§ Supplied information:
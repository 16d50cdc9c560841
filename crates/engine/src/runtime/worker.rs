//! Background sampling/adaptation loop.
//!
//! Two cadences on one thread: a sample every `sampling_interval_ms`, an
//! adaptation tick every `adaptation_interval_ms`. Between deadlines the
//! thread parks; `stop()` sets the cancel flag and unparks it.

use std::io;
use std::sync::Arc;
use std::thread::{self, JoinHandle};
use std::time::{Duration, Instant};

use super::controller::{Shared, TickOutcome};

/// Name given to the worker thread.
pub const THREAD_NAME: &str = "morpheus-adapt";

pub(crate) fn spawn(shared: Arc<Shared>) -> io::Result<JoinHandle<()>> {
    thread::Builder::new()
        .name(THREAD_NAME.into())
        .spawn(move || run(&shared))
}

/// Advances `deadline` by `period`, skipping missed periods.
fn next_deadline(deadline: Instant, period: Duration, now: Instant) -> Instant {
    let next = deadline + period;
    if next <= now { now + period } else { next }
}

fn run(shared: &Shared) {
    let runtime = &shared.config().runtime;
    let sampling = Duration::from_millis(runtime.sampling_interval_ms);
    let adaptation = Duration::from_millis(runtime.adaptation_interval_ms);

    let start = Instant::now();
    let mut next_sample = start;
    let mut next_adapt = start + adaptation;
    let mut read_failing = false;

    while !shared.is_cancelled() {
        let now = Instant::now();

        if now >= next_sample {
            match shared.sample_once() {
                Ok(_) => read_failing = false,
                Err(err) if !read_failing => {
                    tracing::warn!(%err, "counter read failed");
                    read_failing = true;
                }
                Err(_) => {}
            }
            next_sample = next_deadline(next_sample, sampling, now);
        }

        if shared.is_cancelled() {
            break;
        }

        if now >= next_adapt {
            if let TickOutcome::Switched { from, to } = shared.adapt_once(true) {
                tracing::trace!(%from, %to, "tick switched strategy");
            }
            next_adapt = next_deadline(next_adapt, adaptation, now);
        }

        let wake = next_sample.min(next_adapt);
        let now = Instant::now();
        if wake > now {
            thread::park_timeout(wake - now);
        }
    }
}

§ To do: Word for word, write out all of the entries.

§ Result:
repository 16d50cdc9c560841
filename crates/engine/src/runtime/worker.rs
//! Background sampling/adaptation loop.
//!
//! Two cadences on one thread: a sample every `sampling_interval_ms`, an
//! adaptation tick every `adaptation_interval_ms`. Between deadlines the
//! thread parks; `stop()` sets the cancel flag and unparks it.

use std::io;
use std::sync::Arc;
use std::thread::{self, JoinHandle};
use std::time::{Duration, Instant};

use super::controller::{Shared, TickOutcome};

/// Name given to the worker thread.
pub const THREAD_NAME: &str = "morpheus-adapt";

pub(crate) fn spawn(shared: Arc<Shared>) -> io::Result<JoinHandle<()>> {
    thread::Builder::new()
        .name(THREAD_NAME.into())
        .spawn(move || run(&shared))
}

/// Advances `deadline` by `period`, skipping missed periods.
fn next_deadline(deadline: Instant, period: Duration, now: Instant) -> Instant {
    let next = deadline + period;
    if next <= now { now + period } else { next }
}

fn run(shared: &Shared) {
    let runtime = &shared.config().runtime;
    let sampling = Duration::from_millis(runtime.sampling_interval_ms);
    let adaptation = Duration::from_millis(runtime.adaptation_interval_ms);

    let start = Instant::now();
    let mut next_sample = start;
    let mut next_adapt = start + adaptation;
    let mut read_failing = false;

    while !shared.is_cancelled() {
        let now = Instant::now();

        if now >= next_sample {
            match shared.sample_once() {
                Ok(_) => read_failing = false,
                Err(err) if !read_failing => {
                    tracing::warn!(%err, "counter read failed");
                    read_failing = true;
                }
                Err(_) => {}
            }
            next_sample = next_deadline(next_sample, sampling, now);
        }

        if shared.is_cancelled() {
            break;
        }

        if now >= next_adapt {
            if let TickOutcome::Switched { from, to } = shared.adapt_once(true) {
                tracing::trace!(%from, %to, "tick switched strategy");
            }
            next_adapt = next_deadline(next_adapt, adaptation, now);
        }

        let wake = next_sample.min(next_adapt);
        let now = Instant::now();
        if wake > now {
            thread::park_timeout(wake - now);
        }
    }
}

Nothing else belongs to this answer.